* RECORDS FOR THE EXERCISE:

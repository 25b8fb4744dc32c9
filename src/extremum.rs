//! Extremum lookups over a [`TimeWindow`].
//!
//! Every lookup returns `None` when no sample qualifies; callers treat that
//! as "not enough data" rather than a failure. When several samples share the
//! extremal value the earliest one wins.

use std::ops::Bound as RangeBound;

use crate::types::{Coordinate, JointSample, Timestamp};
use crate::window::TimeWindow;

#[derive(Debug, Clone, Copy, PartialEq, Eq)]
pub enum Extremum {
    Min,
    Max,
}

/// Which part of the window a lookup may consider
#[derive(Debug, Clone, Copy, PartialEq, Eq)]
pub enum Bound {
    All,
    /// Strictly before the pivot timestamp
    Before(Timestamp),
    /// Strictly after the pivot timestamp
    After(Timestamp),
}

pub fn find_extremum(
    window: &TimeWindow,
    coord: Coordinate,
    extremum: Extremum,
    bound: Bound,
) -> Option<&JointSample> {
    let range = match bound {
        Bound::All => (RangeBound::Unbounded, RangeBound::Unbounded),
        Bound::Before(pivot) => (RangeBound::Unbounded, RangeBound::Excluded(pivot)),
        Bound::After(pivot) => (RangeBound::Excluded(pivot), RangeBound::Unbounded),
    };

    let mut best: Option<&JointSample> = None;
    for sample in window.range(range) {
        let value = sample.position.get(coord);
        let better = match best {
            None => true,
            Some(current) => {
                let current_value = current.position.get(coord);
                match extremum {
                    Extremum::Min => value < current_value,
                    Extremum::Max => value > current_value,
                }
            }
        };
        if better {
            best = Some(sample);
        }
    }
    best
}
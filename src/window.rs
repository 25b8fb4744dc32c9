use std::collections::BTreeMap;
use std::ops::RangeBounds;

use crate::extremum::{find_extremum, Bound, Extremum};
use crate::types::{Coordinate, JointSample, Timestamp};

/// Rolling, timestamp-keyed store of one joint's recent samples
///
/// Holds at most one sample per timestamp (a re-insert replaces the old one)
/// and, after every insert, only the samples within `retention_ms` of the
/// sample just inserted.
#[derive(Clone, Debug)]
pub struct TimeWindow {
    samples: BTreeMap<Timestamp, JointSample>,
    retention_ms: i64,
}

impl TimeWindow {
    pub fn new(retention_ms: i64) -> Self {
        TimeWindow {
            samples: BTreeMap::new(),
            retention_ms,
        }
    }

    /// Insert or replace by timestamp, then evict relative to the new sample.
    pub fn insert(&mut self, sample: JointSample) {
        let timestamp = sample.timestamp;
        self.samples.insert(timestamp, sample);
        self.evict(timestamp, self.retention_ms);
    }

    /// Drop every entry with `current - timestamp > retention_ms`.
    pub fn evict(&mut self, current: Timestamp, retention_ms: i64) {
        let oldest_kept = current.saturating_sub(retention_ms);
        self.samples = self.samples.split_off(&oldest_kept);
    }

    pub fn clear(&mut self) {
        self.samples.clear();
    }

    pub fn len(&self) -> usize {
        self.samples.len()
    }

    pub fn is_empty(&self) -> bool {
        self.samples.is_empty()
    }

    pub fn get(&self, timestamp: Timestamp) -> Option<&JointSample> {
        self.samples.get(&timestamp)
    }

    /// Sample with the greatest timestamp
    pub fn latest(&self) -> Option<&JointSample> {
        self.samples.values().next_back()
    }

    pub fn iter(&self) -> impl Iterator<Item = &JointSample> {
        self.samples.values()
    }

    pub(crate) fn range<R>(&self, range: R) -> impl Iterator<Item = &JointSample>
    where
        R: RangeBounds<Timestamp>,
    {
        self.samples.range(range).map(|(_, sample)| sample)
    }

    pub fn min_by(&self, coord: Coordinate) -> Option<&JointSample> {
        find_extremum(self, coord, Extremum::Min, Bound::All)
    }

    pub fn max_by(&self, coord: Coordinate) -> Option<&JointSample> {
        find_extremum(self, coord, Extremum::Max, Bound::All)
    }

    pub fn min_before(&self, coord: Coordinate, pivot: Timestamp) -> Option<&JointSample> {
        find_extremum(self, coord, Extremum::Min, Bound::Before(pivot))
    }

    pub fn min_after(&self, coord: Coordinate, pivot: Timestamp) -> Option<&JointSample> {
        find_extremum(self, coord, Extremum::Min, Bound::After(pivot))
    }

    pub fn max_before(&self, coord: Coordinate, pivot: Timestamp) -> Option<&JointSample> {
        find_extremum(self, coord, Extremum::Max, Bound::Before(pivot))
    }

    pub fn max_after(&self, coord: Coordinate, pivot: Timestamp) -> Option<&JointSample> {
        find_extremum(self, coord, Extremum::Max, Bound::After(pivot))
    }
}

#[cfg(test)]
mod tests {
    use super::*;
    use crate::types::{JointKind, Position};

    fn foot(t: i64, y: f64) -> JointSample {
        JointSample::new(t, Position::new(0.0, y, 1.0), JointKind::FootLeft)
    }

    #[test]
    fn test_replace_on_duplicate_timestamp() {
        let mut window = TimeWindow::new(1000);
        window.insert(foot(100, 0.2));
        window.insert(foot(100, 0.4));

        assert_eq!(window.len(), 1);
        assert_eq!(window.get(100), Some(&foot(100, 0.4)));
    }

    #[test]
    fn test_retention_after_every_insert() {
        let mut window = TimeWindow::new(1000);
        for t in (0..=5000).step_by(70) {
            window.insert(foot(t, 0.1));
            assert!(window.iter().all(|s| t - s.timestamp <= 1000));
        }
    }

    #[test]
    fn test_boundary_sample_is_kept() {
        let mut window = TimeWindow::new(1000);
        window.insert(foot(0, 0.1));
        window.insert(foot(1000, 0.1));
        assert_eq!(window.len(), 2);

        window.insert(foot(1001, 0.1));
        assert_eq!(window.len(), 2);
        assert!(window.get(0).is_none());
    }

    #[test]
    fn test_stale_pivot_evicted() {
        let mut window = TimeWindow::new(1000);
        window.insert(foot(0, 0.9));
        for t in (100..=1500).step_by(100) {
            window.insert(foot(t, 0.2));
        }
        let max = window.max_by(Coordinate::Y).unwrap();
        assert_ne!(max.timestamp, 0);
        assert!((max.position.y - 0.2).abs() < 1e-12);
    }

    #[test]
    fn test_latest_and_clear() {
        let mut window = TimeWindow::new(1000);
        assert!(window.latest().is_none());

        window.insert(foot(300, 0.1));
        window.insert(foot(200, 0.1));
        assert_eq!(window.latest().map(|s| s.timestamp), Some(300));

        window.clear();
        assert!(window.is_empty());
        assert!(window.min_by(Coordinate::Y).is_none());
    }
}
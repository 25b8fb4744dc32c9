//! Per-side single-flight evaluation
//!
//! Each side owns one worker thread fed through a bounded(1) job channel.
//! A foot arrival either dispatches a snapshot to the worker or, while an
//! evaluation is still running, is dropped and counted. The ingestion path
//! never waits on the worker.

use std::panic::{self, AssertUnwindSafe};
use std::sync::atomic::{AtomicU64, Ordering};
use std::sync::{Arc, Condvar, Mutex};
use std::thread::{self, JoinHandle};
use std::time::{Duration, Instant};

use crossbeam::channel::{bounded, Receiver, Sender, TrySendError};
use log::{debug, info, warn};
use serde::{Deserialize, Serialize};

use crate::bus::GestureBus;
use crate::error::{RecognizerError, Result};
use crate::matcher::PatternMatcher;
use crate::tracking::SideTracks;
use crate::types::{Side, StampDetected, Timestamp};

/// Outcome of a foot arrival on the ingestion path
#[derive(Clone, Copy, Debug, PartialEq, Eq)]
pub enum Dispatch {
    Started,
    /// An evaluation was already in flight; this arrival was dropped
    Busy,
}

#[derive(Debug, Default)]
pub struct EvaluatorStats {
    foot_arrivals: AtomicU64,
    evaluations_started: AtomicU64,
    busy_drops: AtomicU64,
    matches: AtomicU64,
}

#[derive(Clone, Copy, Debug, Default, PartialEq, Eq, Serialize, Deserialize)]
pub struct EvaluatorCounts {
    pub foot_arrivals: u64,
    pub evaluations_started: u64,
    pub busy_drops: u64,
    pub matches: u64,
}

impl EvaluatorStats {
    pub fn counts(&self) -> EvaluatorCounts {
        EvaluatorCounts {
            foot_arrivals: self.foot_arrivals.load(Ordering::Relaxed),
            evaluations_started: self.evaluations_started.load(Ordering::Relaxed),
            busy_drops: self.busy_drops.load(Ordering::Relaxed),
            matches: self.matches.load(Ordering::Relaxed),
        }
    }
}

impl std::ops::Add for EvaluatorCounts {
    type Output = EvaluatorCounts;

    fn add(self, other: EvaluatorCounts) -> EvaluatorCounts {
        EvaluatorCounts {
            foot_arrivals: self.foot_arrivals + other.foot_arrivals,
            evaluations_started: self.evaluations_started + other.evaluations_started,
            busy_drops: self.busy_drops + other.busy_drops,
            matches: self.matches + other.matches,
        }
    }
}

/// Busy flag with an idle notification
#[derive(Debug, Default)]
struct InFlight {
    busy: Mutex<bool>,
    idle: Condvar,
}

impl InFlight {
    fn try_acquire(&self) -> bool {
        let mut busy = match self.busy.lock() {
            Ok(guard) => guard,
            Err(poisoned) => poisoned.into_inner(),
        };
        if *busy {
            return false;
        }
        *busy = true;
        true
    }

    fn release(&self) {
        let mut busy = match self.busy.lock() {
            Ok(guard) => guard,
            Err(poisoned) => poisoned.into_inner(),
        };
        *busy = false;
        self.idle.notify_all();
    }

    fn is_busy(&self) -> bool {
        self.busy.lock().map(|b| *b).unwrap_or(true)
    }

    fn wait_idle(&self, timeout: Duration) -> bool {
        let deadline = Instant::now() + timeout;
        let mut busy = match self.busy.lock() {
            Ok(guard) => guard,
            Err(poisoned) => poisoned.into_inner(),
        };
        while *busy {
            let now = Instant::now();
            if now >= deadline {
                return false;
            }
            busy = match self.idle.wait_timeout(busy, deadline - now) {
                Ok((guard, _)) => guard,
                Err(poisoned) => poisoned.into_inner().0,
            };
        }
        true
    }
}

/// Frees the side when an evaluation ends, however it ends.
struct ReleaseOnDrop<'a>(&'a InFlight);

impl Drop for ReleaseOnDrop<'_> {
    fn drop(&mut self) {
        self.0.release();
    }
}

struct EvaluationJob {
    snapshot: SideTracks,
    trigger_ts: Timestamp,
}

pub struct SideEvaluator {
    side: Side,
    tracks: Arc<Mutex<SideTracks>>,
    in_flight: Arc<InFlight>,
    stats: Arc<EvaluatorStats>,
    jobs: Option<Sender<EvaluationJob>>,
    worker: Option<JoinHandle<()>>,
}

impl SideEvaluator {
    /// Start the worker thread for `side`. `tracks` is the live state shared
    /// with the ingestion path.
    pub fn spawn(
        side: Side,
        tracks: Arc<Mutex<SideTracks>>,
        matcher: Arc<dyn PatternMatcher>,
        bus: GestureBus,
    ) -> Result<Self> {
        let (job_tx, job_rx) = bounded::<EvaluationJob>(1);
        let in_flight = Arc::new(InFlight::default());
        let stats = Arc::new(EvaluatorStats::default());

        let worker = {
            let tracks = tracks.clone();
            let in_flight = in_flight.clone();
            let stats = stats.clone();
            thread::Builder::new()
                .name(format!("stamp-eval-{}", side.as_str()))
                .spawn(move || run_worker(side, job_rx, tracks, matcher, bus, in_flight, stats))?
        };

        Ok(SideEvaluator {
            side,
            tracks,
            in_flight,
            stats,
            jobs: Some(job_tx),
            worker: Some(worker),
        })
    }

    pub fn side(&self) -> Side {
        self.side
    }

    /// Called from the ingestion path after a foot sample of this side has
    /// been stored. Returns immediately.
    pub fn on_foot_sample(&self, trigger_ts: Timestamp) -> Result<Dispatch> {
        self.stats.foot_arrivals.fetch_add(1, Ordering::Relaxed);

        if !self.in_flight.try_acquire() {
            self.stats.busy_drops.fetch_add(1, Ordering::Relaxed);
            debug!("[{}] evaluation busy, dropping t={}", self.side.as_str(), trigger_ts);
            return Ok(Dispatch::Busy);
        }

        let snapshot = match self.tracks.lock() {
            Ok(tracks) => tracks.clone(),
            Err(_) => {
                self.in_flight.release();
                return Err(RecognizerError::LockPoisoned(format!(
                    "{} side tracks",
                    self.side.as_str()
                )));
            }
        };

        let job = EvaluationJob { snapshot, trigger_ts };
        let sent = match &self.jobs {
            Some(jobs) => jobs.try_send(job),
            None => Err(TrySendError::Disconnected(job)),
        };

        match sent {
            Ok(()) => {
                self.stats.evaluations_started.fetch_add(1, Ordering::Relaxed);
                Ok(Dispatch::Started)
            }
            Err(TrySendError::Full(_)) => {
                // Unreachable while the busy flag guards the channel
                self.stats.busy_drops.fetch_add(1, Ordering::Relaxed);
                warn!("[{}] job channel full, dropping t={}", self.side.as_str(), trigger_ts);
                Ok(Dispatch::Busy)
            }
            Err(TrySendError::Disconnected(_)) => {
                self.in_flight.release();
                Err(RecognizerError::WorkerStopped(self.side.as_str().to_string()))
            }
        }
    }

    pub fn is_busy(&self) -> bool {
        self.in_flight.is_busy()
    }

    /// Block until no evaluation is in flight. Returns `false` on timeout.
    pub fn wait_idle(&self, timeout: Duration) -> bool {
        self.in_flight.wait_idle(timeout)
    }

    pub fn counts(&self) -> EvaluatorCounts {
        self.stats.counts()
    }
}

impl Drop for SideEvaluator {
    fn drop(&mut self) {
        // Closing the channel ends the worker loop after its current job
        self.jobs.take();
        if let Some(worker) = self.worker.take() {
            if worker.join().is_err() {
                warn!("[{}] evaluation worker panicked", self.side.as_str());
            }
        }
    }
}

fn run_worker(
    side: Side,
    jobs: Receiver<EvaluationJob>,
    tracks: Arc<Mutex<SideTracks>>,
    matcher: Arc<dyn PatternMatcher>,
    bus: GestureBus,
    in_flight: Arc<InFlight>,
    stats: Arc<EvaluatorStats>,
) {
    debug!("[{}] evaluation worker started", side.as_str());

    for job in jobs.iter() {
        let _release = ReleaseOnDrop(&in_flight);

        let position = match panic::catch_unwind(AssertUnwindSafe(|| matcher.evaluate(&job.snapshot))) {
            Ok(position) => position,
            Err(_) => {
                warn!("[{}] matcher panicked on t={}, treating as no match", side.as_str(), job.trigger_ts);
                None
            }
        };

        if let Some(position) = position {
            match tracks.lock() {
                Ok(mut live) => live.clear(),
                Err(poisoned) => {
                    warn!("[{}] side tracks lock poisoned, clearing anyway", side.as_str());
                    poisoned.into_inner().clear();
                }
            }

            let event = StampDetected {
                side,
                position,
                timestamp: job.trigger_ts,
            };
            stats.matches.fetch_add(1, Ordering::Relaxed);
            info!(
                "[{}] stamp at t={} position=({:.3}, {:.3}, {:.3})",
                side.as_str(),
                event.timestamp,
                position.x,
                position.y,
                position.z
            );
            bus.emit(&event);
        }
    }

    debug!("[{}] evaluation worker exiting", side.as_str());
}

* YOUR ASSIGNMENT:
Would you filter the entries above and keep each line that has the word "Strictly"?

* ANSWER SECTION:
    /// Strictly before the pivot timestamp
    /// Strictly after the pivot timestamp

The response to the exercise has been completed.